Indeed, during the past decade or so, the economic gap between the EU and the other Triad members has widened considerably, as indicated for instance by the changes in their export shares. Thus, between 1980 and 1996, EU’s world export share decreased by about 1.5 percent, whereas the US and Japanese shares increased by 12.5 percent and 15 percent correspondingly.[13] The main cause of Europe’s failure is the fact that its competitiveness has, for long, been lagging behind the competitiveness of the other regions.[14]
The form that the integration has taken reflects, in various ways, the dominant neoliberal trend. Had, for instance, the acceleration of this process started in 1979 —when a European Commission’s report was still foreseeing a European Union built on “indicative planning” at the continental level[15]— a very different picture of European integration might had emerged. In fact, the European Commission’s report was accurately reflecting the essence of the social-democratic consensus, which had just started breaking down at the time. Its proposal amounted to a kind of “European Keynesianism” that should have replaced national Keynesianism, which had already become —under conditions of increasingly free movement of capital— obsolete. However, the collapse of the social-democratic consensus, following the flourishing of neoliberalism in the 1980s, brushed aside the proposals for a European Keynesian strategy. Thus, the tendency that eventually prevailed in the EU was one that identified economic unification with the radical shrinking of national control on economic activity, without the parallel establishment of supranational control—apart from monetary control. Consequently, the EU’s executive power has been confined to creating a homogeneous institutional framework that allows for unimpeded entrepreneurial activity, while, simultaneously, providing for some minimal guarantees (those compatible with the neoliberal consensus requirements) regarding the protection of the environment and the social space.

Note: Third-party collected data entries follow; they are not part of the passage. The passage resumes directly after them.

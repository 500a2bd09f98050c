
mod expr;

use creek_ir::ast::{FunctionDef, Param, Prototype};
use creek_ir::Type;
use creek_session::diagnostics::{Diagnostic, IntoDiagnostic};

use crate::lexer::TokenStream;
use crate::token::{Keyword, Token, TokenKind};

/// A syntax error, tagged with the line it was noticed on. The caller is
/// responsible for skipping at least one token before rescanning.
#[derive(Debug, Clone, PartialEq, Eq, thiserror::Error)]
#[error("{message}")]
pub struct ParseError {
    pub message: String,
    pub line: u32,
}

impl IntoDiagnostic for ParseError {
    fn into_diagnostic(self) -> Diagnostic {
        Diagnostic::error(self.message).with_line(self.line)
    }
}

pub type ParseResult<T> = Result<T, ParseError>;

pub struct Parser<'src> {
    tokens: TokenStream<'src>,
}

impl<'src> Parser<'src> {
    pub fn new(source: &'src str) -> Self {
        Self {
            tokens: TokenStream::new(source),
        }
    }

    /// The token the next parse step would start from; the driver dispatches
    /// on this.
    pub fn peek(&self) -> Token {
        self.tokens.peek()
    }

    /// Consumes a single token; the driver's error-recovery step.
    pub fn bump(&mut self) {
        self.tokens.next();
    }

    /// definition ::= prototype block
    pub fn parse_definition(&mut self) -> ParseResult<FunctionDef> {
        let proto = self.parse_prototype()?;
        let body = self.parse_block()?;

        Ok(FunctionDef { proto, body })
    }

    /// external ::= 'extern' prototype
    pub fn parse_extern(&mut self) -> ParseResult<Prototype> {
        self.expect_keyword(Keyword::Extern)?;
        self.parse_prototype()
    }

    /// toplevelexpr ::= expression
    ///
    /// The expression is wrapped in an anonymous zero-argument prototype so
    /// the rest of the pipeline only ever sees function definitions.
    pub fn parse_top_level_expr(&mut self) -> ParseResult<FunctionDef> {
        let body = self.parse_expr()?;

        let proto = Prototype {
            name: String::new(),
            ret: Type::Void,
            params: vec![],
        };

        Ok(FunctionDef { proto, body })
    }

    /// prototype ::= type name '(' (type name),* ')'
    pub fn parse_prototype(&mut self) -> ParseResult<Prototype> {
        let ret = self.parse_type("a return type")?;
        let name = self.parse_ident("a function name")?;
        self.expect_punct('(')?;

        let mut params = vec![];
        loop {
            // also tolerates a trailing comma before the closing paren
            if self.eat_punct(')') {
                break;
            }

            let ty = self.parse_param_type()?;
            let name = self.parse_ident("a parameter name")?;
            params.push(Param { ty, name });

            if !self.eat_punct(',') {
                self.expect_punct(')')?;
                break;
            }
        }

        Ok(Prototype { name, ret, params })
    }

    fn parse_type(&mut self, expected: &str) -> ParseResult<Type> {
        let token = self.tokens.peek();
        match token.kind {
            TokenKind::Keyword(keyword) => match keyword.ty() {
                Some(ty) => {
                    self.tokens.next();
                    Ok(ty)
                }
                None => Err(self.error_expected(expected, &token)),
            },
            _ => Err(self.error_expected(expected, &token)),
        }
    }

    fn parse_param_type(&mut self) -> ParseResult<Type> {
        let token = self.tokens.peek();
        match self.parse_type("a parameter type")? {
            Type::Void => Err(ParseError {
                message: "void is not a valid parameter type".to_owned(),
                line: token.line,
            }),
            ty => Ok(ty),
        }
    }

    fn parse_ident(&mut self, expected: &str) -> ParseResult<String> {
        let token = self.tokens.peek();
        match token.kind {
            TokenKind::Identifier(name) => {
                self.tokens.next();
                Ok(name)
            }
            _ => Err(self.error_expected(expected, &token)),
        }
    }

    fn expect_punct(&mut self, ch: char) -> ParseResult<()> {
        if self.eat_punct(ch) {
            Ok(())
        } else {
            let token = self.tokens.peek();
            Err(self.error_expected(&format!("`{ch}`"), &token))
        }
    }

    fn eat_punct(&mut self, ch: char) -> bool {
        if self.tokens.peek().kind == TokenKind::Punct(ch) {
            self.tokens.next();
            true
        } else {
            false
        }
    }

    fn expect_keyword(&mut self, keyword: Keyword) -> ParseResult<()> {
        if self.eat_keyword(keyword) {
            Ok(())
        } else {
            let token = self.tokens.peek();
            Err(self.error_expected(&format!("keyword `{}`", keyword.text()), &token))
        }
    }

    fn eat_keyword(&mut self, keyword: Keyword) -> bool {
        if self.tokens.peek().kind == TokenKind::Keyword(keyword) {
            self.tokens.next();
            true
        } else {
            false
        }
    }

    fn error_expected(&self, expected: &str, found: &Token) -> ParseError {
        ParseError {
            message: format!("expected {expected}, found {}", found.kind.token_name()),
            line: found.line,
        }
    }
}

The agreement for the single market rests on the neoliberal assumption that the EU economies are suffering from a lack of “structural adjustment”, that is, from structural deficiencies due to inflexibilities of the market mechanism and barriers to free competition that obstruct the flow of commodities, capital and labour.[16] As regards the capital market in particular, freeing this market from any controls, that is, creating conditions for the easy and unrestricted flow of capital between countries, was considered to be a basic requirement in this process. However, the most important barriers were not the ones explicitly mentioned in the Gecchini Report, but those implied and, in particular, the emphasis it placed on competition. These implied barriers were the “institutional” barriers to free competition that had been introduced by the social-democratic consensus and which the agreement for the Single Market undertook to eliminate —a task brought to completion by the Maastricht and Amsterdam treaties. Such institutional barriers were the Keynesian type of state interventionism to secure full employment, the large welfare state that created fiscal problems, the labour unions’ “restrictive practices” and the public corporations, which did not always act on the basis of micro-economic criteria to raise economic efficiency. These barriers, as long as the degree of internationalisation of EU economies was still relatively low, did not have a substantial negative effect on economic growth. However, once the growing internationalisation of the EU economy and, in particular, the enlarged mobility of capital, ceased to be compatible with the implementation of Keynesian macro-economic policies oat the national level, their negative effect on growth became evident, as manifested by the stagflation crisis of the 1970s which hit particularly hard the European economies.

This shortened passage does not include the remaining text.